- _YOUR TASK_
Whenever a line of the material contains the string "Clone", it should be copied.

- _GIVEN ENTRIES_

// ============================================================================
// Tab strip
// ============================================================================

impl RegionHandler for TabAreaHandler {
    fn region(&self) -> Region {
        Region::TabArea
    }

    fn handle_input(&self, model: &mut AppModel, event: &InputEvent) -> Dispatch {
        match plain_key(event) {
            Some(KeyCode::Left) => Dispatch::Consumed(update(model, Msg::Layout(LayoutMsg::PrevTab))),
            Some(KeyCode::Right) => Dispatch::Consumed(update(model, Msg::Layout(LayoutMsg::NextTab))),
            Some(KeyCode::Down) => {
                self.handle_navigation(model, Direction::Down);
                redraw()
            }
            Some(KeyCode::Enter) | Some(KeyCode::Escape) => {
                model.regions.set(Region::CodeArea);
                model.ui.set_status("Region: Code Area");
                redraw()
            }
            _ => Dispatch::Declined,
        }
    }

    fn supported_actions(&self) -> &'static [&'static str] {
        &["←/→ switch tab", "↓/Enter back to code", "Esc back to code"]
    }
}

// ============================================================================
// Code area
// ============================================================================

impl CodeAreaHandler {
    /// Screen cell of the active pane's top-left text cell
    fn pane_origin(model: &AppModel) -> (usize, usize) {
        let (x, y) = model.code_area_origin();
        match model
            .split_view
            .active_region()
            .filter(|_| model.split_view.has_splits())
        {
            Some(region) => (x + region.rect.x, y + region.rect.y),
            None => (x, y),
        }
    }

    fn arrow(&self, model: &mut AppModel, direction: Direction) -> Dispatch {
        let (row, col, last_row) = model
            .current()
            .map(|slot| {
                (
                    slot.editor.cursor.row,
                    slot.editor.cursor.col,
                    slot.document.line_count().saturating_sub(1),
                )
            })
            .unwrap_or((0, 0, 0));

        let at_edge = match direction {
            Direction::Up => row == 0 && model.regions.tab_count() >= 2,
            Direction::Down => row == last_row && model.terminal.visible,
            Direction::Left => col == 0 && model.file_browser.visible,
            Direction::Right => false,
        };
        if at_edge && self.handle_navigation(model, direction) {
            return redraw();
        }
        move_cursor(model, direction, false);
        redraw()
    }

    fn mouse(&self, model: &mut AppModel, mouse: &MouseEvent) -> Dispatch {
        match mouse.kind {
            MouseKind::ScrollUp | MouseKind::ScrollDown => {
                let direction = if mouse.kind == MouseKind::ScrollUp {
                    Direction::Up
                } else {
                    Direction::Down
                };
                for _ in 0..SCROLL_LINES {
                    move_cursor(model, direction, false);
                }
                redraw()
            }
            MouseKind::Press(MouseButton::Left) | MouseKind::Drag(MouseButton::Left) => {
                let extend = matches!(mouse.kind, MouseKind::Drag(_));
                let (origin_x, origin_y) = Self::pane_origin(model);
                let (column, row) = (mouse.column as usize, mouse.row as usize);
                if row < origin_y || column < origin_x {
                    return Dispatch::Declined;
                }
                let line_count = model
                    .current()
                    .map(|slot| slot.document.line_count())
                    .unwrap_or(1);
                let gutter = model.gutter_width(line_count);
                let Some((doc, editor)) = model.current_parts() else {
                    return Dispatch::Declined;
                };
                if row - origin_y >= editor.viewport.height {
                    return Dispatch::Declined;
                }
                let target_row = editor.viewport.offset_row + row - origin_y;
                let visual = (column - origin_x).saturating_sub(gutter);
                let line = doc.get_line(target_row.min(doc.line_count().saturating_sub(1)));
                let target_col = line
                    .map(|text| {
                        let shown: String = text.chars().skip(editor.viewport.offset_col).collect();
                        editor.viewport.offset_col + visual_col_to_char_col(&shown, visual)
                    })
                    .unwrap_or(0);
                if extend {
                    editor.begin_selection();
                } else {
                    editor.clear_selection();
                }
                editor.set_cursor(doc, target_row, target_col);
                model.ensure_cursor_visible();
                redraw()
            }
            _ => Dispatch::Declined,
        }
    }
}

impl RegionHandler for CodeAreaHandler {
    fn region(&self) -> Region {
        Region::CodeArea
    }

    fn handle_input(&self, model: &mut AppModel, event: &InputEvent) -> Dispatch {
        let mode = model.mode.current();
        if mode == Mode::Normal {
            match event {
                InputEvent::Mouse(mouse) => return self.mouse(model, mouse),
                InputEvent::Key(stroke) => {
                    if let Some(direction) = arrow_direction(stroke.key) {
                        if stroke.mods.is_empty() {
                            return self.arrow(model, direction);
                        }
                        if stroke.mods == Modifiers::SHIFT {
                            move_cursor(model, direction, true);
                            return redraw();
                        }
                    }
                }
                _ => {}
            }
        }
        modes::handler_for(mode).handle_input(model, event)
    }

    fn supported_actions(&self) -> &'static [&'static str] {
        &["Type to edit", "Shift+Arrows select", "Ctrl+F search", "F1 help"]
    }
}
//! Git panel - working tree status from `git status --porcelain`

use std::path::Path;
use std::process::Command;

/// One changed path
#[derive(Debug, Clone, PartialEq, Eq)]
pub struct GitStatusEntry {
    /// Two-letter porcelain status, e.g. " M", "??"
    pub status: String,
    pub path: String,
}

#[derive(Debug, Clone, Default, PartialEq, Eq)]
pub struct GitPanel {
    pub visible: bool,
    pub entries: Vec<GitStatusEntry>,
    pub selected: usize,
    /// Why the last refresh produced no listing
    pub error: Option<String>,
}

/// Parse porcelain v1 output
pub fn parse_porcelain(output: &str) -> Vec<GitStatusEntry> {
    output
        .lines()
        .filter(|line| line.len() > 3)
        .map(|line| GitStatusEntry {
            status: line[..2].to_string(),
            path: line[3..].to_string(),
        })
        .collect()
}

impl GitPanel {
    /// Re-run `git status` in `dir`
    pub fn refresh(&mut self, dir: &Path) {
        match Command::new("git")
            .args(["status", "--porcelain"])
            .current_dir(dir)
            .output()
        {
            Ok(output) if output.status.success() => {
                self.entries = parse_porcelain(&String::from_utf8_lossy(&output.stdout));
                self.error = None;
            }
            Ok(output) => {
                self.entries.clear();
                self.error = Some(String::from_utf8_lossy(&output.stderr).trim().to_string());
            }
            Err(e) => {
                self.entries.clear();
                self.error = Some(format!("Failed to run git: {}", e));
            }
        }
        self.selected = self.selected.min(self.entries.len().saturating_sub(1));
        tracing::debug!("Git status: {} entries", self.entries.len());
    }

    pub fn select_up(&mut self) {
        self.selected = self.selected.saturating_sub(1);
    }

    pub fn select_down(&mut self) {
        if self.selected + 1 < self.entries.len() {
            self.selected += 1;
        }
    }
}

#[cfg(test)]
mod tests {
    use super::*;

    #[test]
    fn test_parse_porcelain() {
        let entries = parse_porcelain(" M src/main.rs\n?? notes.txt\nA  lib.rs\n\n");
        assert_eq!(entries.len(), 3);
        assert_eq!(entries[0].status, " M");
        assert_eq!(entries[0].path, "src/main.rs");
        assert_eq!(entries[1].status, "??");
        assert_eq!(entries[2].path, "lib.rs");
    }

    #[test]
    fn test_selection_bounds() {
        let mut panel = GitPanel {
            entries: parse_porcelain(" M a\n M b"),
            ..Default::default()
        };
        panel.select_up();
        assert_eq!(panel.selected, 0);
        panel.select_down();
        panel.select_down();
        assert_eq!(panel.selected, 1);
    }

    #[test]
    fn test_refresh_outside_repository_reports_error() {
        let dir = tempfile::tempdir().unwrap();
        let mut panel = GitPanel::default();
        panel.refresh(dir.path());
        assert!(panel.entries.is_empty());
    }
}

- _ANSWER AREA_
#[derive(Debug, Clone, PartialEq, Eq)]
#[derive(Debug, Clone, Default, PartialEq, Eq)]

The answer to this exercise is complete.